In nanoscale elastic strain engineering, the crystallographic direction plays a crucial role. Most materials are anisotropic, meaning their properties vary with direction. This is particularly true in elastic strain engineering, as applying strain in different crystallographic directions can have a significant impact on the material's properties. Taking diamond as an example, Density Functional Theory (DFT) simulations demonstrate distinct behaviors in the bandgap decreasing rates when strained along different directions. Straining along the <110> direction results in a higher bandgap decreasing rate, while straining along the <111> direction leads to a lower bandgap decreasing rate but a transition from an indirect to a direct bandgap. A similar indirect-direct bandgap transition can be observed in strained silicon. Theoretically, achieving this indirect-direct bandgap transition in silicon requires a strain of more than 14% uniaxial strain.

==In 2D materials ==
In the case of elastic strain, when the limit is exceeded, plastic deformation occurs due to slip and dislocation movement in the microstructure of the material. Plastic deformation is not commonly utilized in strain engineering due to the difficulty in controlling its uniform outcome. Plastic deformation is more influenced by local distortion rather than the global stress field observed in elastic strain. However, 2D materials have a greater range of elastic strain compared to bulk materials because they lack typical plastic deformation mechanisms like slip and dislocation. Additionally, it is easier to apply strain along a specific crystallographic direction in 2D materials compared to bulk materials.

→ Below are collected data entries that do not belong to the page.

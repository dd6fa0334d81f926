//! MMDB File Reader
//!
//! Opens MMDB files with memory mapping for zero-copy access, exposes the
//! parsed metadata, point lookups, and the network iteration the merge
//! driver consumes. `Readers` keeps one open reader per configured
//! database, addressed by name.

use std::fs::File;
use std::net::IpAddr;
use std::path::Path;

use memmap2::Mmap;
use rustc_hash::FxHashMap;

use super::format::{find_metadata_marker, Metadata, MmdbHeader};
use super::tree::{NetworksIter, SearchTree};
use super::types::MmdbError;
use crate::config::Database;
use crate::data_section::{DataDecoder, Value};
use crate::error::{MergeError, Result};
use crate::network::Network;

/// Storage for database data, either owned or memory-mapped
#[derive(Debug)]
enum Storage {
    Owned(Vec<u8>),
    Mmap(Mmap),
}

impl Storage {
    fn as_slice(&self) -> &[u8] {
        match self {
            Storage::Owned(v) => v.as_slice(),
            Storage::Mmap(m) => &m[..],
        }
    }
}

/// An open MMDB database
#[derive(Debug)]
pub struct Reader {
    storage: Storage,
    header: MmdbHeader,
    metadata: Metadata,
    /// Byte range of the data section within the file
    data_start: usize,
    data_end: usize,
    priority: i32,
}

impl Reader {
    /// Open an MMDB file using memory mapping
    pub fn open(path: &Path, priority: i32) -> std::result::Result<Self, MmdbError> {
        let file = File::open(path)
            .map_err(|e| MmdbError::IoError(format!("failed to open {}: {}", path.display(), e)))?;
        let mmap = unsafe { Mmap::map(&file) }
            .map_err(|e| MmdbError::IoError(format!("failed to mmap {}: {}", path.display(), e)))?;
        Self::from_storage(Storage::Mmap(mmap), priority)
    }

    /// Create a reader from raw bytes (for testing and in-memory use)
    pub fn from_bytes(data: Vec<u8>) -> std::result::Result<Self, MmdbError> {
        Self::from_storage(Storage::Owned(data), 0)
    }

    fn from_storage(storage: Storage, priority: i32) -> std::result::Result<Self, MmdbError> {
        let data = storage.as_slice();
        let metadata = Metadata::from_file(data)?;
        let header = MmdbHeader {
            node_count: metadata.node_count,
            record_size: metadata.record_size,
            ip_version: metadata.ip_version,
            tree_size: metadata.node_count as usize * metadata.record_size.node_bytes(),
        };

        let marker = find_metadata_marker(data)?;
        let data_start = header.tree_size + 16;
        if data_start > marker {
            return Err(MmdbError::InvalidFormat(format!(
                "search tree ({} bytes) overlaps the metadata section",
                header.tree_size
            )));
        }

        Ok(Self {
            storage,
            header,
            metadata,
            data_start,
            data_end: marker,
            priority,
        })
    }

    /// Parsed database metadata
    pub fn metadata(&self) -> &Metadata {
        &self.metadata
    }

    /// The configured priority of this database
    pub fn priority(&self) -> i32 {
        self.priority
    }

    /// The raw data section, the address space record offsets live in
    pub fn data_section(&self) -> &[u8] {
        &self.storage.as_slice()[self.data_start..self.data_end]
    }

    fn tree(&self) -> SearchTree<'_> {
        SearchTree::new(self.storage.as_slice(), self.header)
    }

    /// Iterate every network in the database in ascending prefix order
    pub fn networks(&self, include_empty: bool) -> std::result::Result<NetworksIter<'_>, MmdbError> {
        self.tree().networks(include_empty)
    }

    /// Iterate the networks within a prefix in ascending prefix order
    pub fn networks_within(
        &self,
        network: Network,
        include_empty: bool,
    ) -> std::result::Result<NetworksIter<'_>, MmdbError> {
        self.tree().networks_within(network, include_empty)
    }

    /// Decode the record at a data-section offset
    pub fn decode_record(&self, offset: u32) -> std::result::Result<Value, MmdbError> {
        DataDecoder::new(self.data_section()).decode(offset)
    }

    /// Look up an IP address and decode its record
    pub fn lookup(&self, ip: IpAddr) -> std::result::Result<Option<(Value, u8)>, MmdbError> {
        match self.tree().lookup(ip)? {
            Some(hit) => {
                let value = self.decode_record(hit.data_offset)?;
                Ok(Some((value, hit.prefix_len)))
            }
            None => Ok(None),
        }
    }
}

/// Open readers for a set of configured databases, addressed by name
pub struct Readers {
    readers: FxHashMap<String, Reader>,
}

impl Readers {
    /// Open every configured database
    pub fn open(databases: &[Database]) -> Result<Self> {
        let mut readers = FxHashMap::default();
        for db in databases {
            let reader = Reader::open(&db.path, db.priority).map_err(|e| {
                MergeError::Io(format!("opening MMDB file '{}': {}", db.path.display(), e))
            })?;
            readers.insert(db.name.clone(), reader);
        }
        Ok(Self { readers })
    }

    /// Build a registry from already-open readers (for testing)
    pub fn from_readers(readers: Vec<(String, Reader)>) -> Self {
        Self {
            readers: readers.into_iter().collect(),
        }
    }

    /// The reader for a database by name
    pub fn get(&self, name: &str) -> Option<&Reader> {
        self.readers.get(name)
    }

    /// Number of open readers
    pub fn len(&self) -> usize {
        self.readers.len()
    }

    /// True when no readers are open
    pub fn is_empty(&self) -> bool {
        self.readers.is_empty()
    }
}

Recent research has shown significant progress in strain engineering in 2D materials through techniques such as deforming the substrate, inducing material rippling, and creating lattice asymmetry. These methods of applying strain effectively enhance the electric, magnetic, thermal, and optical properties of the material. For example, in the reference provided, the optical gap of monolayer and bilayer MoS2 decreases at rates of approximately 45 and 120 meV/%, respectively, under 0-2.2% uniaxial strain. Additionally, the photoluminescence intensity of monolayer MoS2 decreases at 1% strain, indicating an indirect-to-direct bandgap transition. The reference also demonstrates that strain-engineered rippling in black phosphorus leads to bandgap variations between +10% and -30%. In the case of ReSe2, the literature shows the formation of local wrinkle structures when the substrate is relaxed after stretching. This folding process results in a redshift in the absorption spectrum peak, leading to increased light absorption and changes in magnetic properties and bandgap. The research team also conducted I-V curve tests on the stretched samples and found that a 30% stretching resulted in lower resistance compared to the unstretched samples. However, a 50% stretching showed the opposite effect, with higher resistance compared to the unstretched samples. This behavior can be attributed to the folding of ReSe2, with the folded regions being particularly weak.